Potent inhibition of human monoamine oxidase A and B by phenolic compounds and polyunsaturated fatty acids in tobacco smoke

Smoking is a main cause of premature death and preventable disease in the world. Interestingly, animal studies indicate that inhibition of monoamine oxidase (MAO), key enzymes for the degradation of neurotransmitters, increased self-administration of nicotine. The purpose of this study was to identify and characterize the potential MAO inhibitors in tobacco smoke responsible for MAO inhibition in smokers. A bioassay-guided isolation from an extract of tobacco smoke showed that catechol, 4-methylcatechol, hydroquinone, α-linolenic acid, and linoleic acid all displayed potent human MAO inhibitory activity.
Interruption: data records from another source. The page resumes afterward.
//! In-memory playlist registry
//!
//! Playlists built during a session live here for the lifetime of the
//! process and are lost on restart. The registry is an owned value handed to
//! the dispatcher, not a global. Names are matched case-insensitively after
//! trimming; the first spelling used is kept for display.

use crate::track::Track;
use parking_lot::RwLock;
use std::collections::BTreeMap;

/// A named, ordered list of tracks.
#[derive(Debug, Clone, PartialEq, Eq)]
pub struct Playlist {
    pub name: String,
    pub tracks: Vec<Track>,
}

/// Session-scoped playlist store.
#[derive(Debug, Default)]
pub struct PlaylistRegistry {
    playlists: RwLock<BTreeMap<String, Playlist>>,
}

impl PlaylistRegistry {
    pub fn new() -> Self {
        Self::default()
    }

    fn key(name: &str) -> String {
        name.trim().to_lowercase()
    }

    /// Create an empty playlist. Returns `false` if the name is taken.
    pub fn create(&self, name: &str) -> bool {
        self.create_with(name, Vec::new())
    }

    /// Create a playlist seeded with `tracks`. Returns `false` if the name
    /// is taken, leaving the existing playlist untouched.
    pub fn create_with(&self, name: &str, tracks: Vec<Track>) -> bool {
        let mut playlists = self.playlists.write();
        let key = Self::key(name);
        if playlists.contains_key(&key) {
            return false;
        }
        playlists.insert(
            key,
            Playlist {
                name: name.trim().to_string(),
                tracks,
            },
        );
        true
    }

    /// Append a track, creating the playlist if needed. Returns the new length.
    pub fn append(&self, name: &str, track: Track) -> usize {
        let mut playlists = self.playlists.write();
        let playlist = playlists.entry(Self::key(name)).or_insert_with(|| Playlist {
            name: name.trim().to_string(),
            tracks: Vec::new(),
        });
        playlist.tracks.push(track);
        playlist.tracks.len()
    }

    /// Copy of the named playlist.
    pub fn get(&self, name: &str) -> Option<Playlist> {
        self.playlists.read().get(&Self::key(name)).cloned()
    }

    pub fn contains(&self, name: &str) -> bool {
        self.playlists.read().contains_key(&Self::key(name))
    }

    /// Display names, sorted case-insensitively.
    pub fn names(&self) -> Vec<String> {
        self.playlists.read().values().map(|p| p.name.clone()).collect()
    }

    pub fn len(&self) -> usize {
        self.playlists.read().len()
    }

    pub fn is_empty(&self) -> bool {
        self.playlists.read().is_empty()
    }
}
//! Error types for LLM provider implementations.

use thiserror::Error;

/// Result type for LLM operations.
pub type Result<T> = std::result::Result<T, LlmError>;

/// Errors that can occur when working with LLM providers.
#[derive(Debug, Error)]
pub enum LlmError {
    /// HTTP request failed.
    #[error("HTTP request failed: {0}")]
    HttpError(#[from] reqwest::Error),

    /// Failed to serialize/deserialize data.
    #[error("Serialization error: {0}")]
    SerializationError(String),

    /// API authentication failed.
    #[error("Authentication failed: {0}")]
    AuthenticationError(String),

    /// API key not found in environment.
    #[error("API key not found: {0}")]
    ApiKeyNotFound(String),

    /// Rate limit exceeded.
    #[error("Rate limit exceeded: {0}")]
    RateLimitExceeded(String),

    /// Invalid response from provider.
    #[error("Invalid response: {0}")]
    InvalidResponse(String),

    /// Provider returned a non-success status.
    #[error("Provider error: {0}")]
    ProviderError(String),

    /// Configuration error.
    #[error("Configuration error: {0}")]
    ConfigError(String),
}

impl LlmError {
    /// Check if this error is transient.
    ///
    /// Nothing in maestro retries, but callers log the distinction.
    pub fn is_retryable(&self) -> bool {
        matches!(
            self,
            LlmError::HttpError(_) | LlmError::RateLimitExceeded(_)
        )
    }

    /// Check if this error is due to authentication.
    pub fn is_auth_error(&self) -> bool {
        matches!(
            self,
            LlmError::AuthenticationError(_) | LlmError::ApiKeyNotFound(_)
        )
    }

    /// Map a non-success HTTP status to the matching variant.
    pub(crate) fn from_status(provider: &str, status: reqwest::StatusCode, body: String) -> Self {
        match status.as_u16() {
            401 | 403 => LlmError::AuthenticationError(body),
            429 => LlmError::RateLimitExceeded(body),
            _ => LlmError::ProviderError(format!("{} API error {}: {}", provider, status, body)),
        }
    }
}

impl From<serde_json::Error> for LlmError {
    fn from(err: serde_json::Error) -> Self {
        LlmError::SerializationError(err.to_string())
    }
}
Additionally, the tobacco catechols 4-ethylcatechol and 4-vinylcatechol were included to test their inhibitory potencies. Catechol, 4-methylcatechol, 4-ethylcatechol, and hydroquinone are potent and irreversible MAO inhibitors. Among the phenolic compounds tested, 4-methylcatechol and 4-ethylcatechol inhibited MAO A with IC₅₀ values of 10.0 and 12.6 μM, respectively, reducing to 0.27 and 0.43 μM after 1 h preincubation. In addition, α-linolenic acid and linoleic acid competitively inhibited MAO A with K_i values of 10.50 and 6.95 μM, respectively. These results suggest that MAO inhibition by phenolics and polyunsaturated fatty acids in tobacco smoke may be important contributors to the MAO inhibition experienced by smokers and to the enhancement of nicotine dependence this MAO inhibition is believed to cause.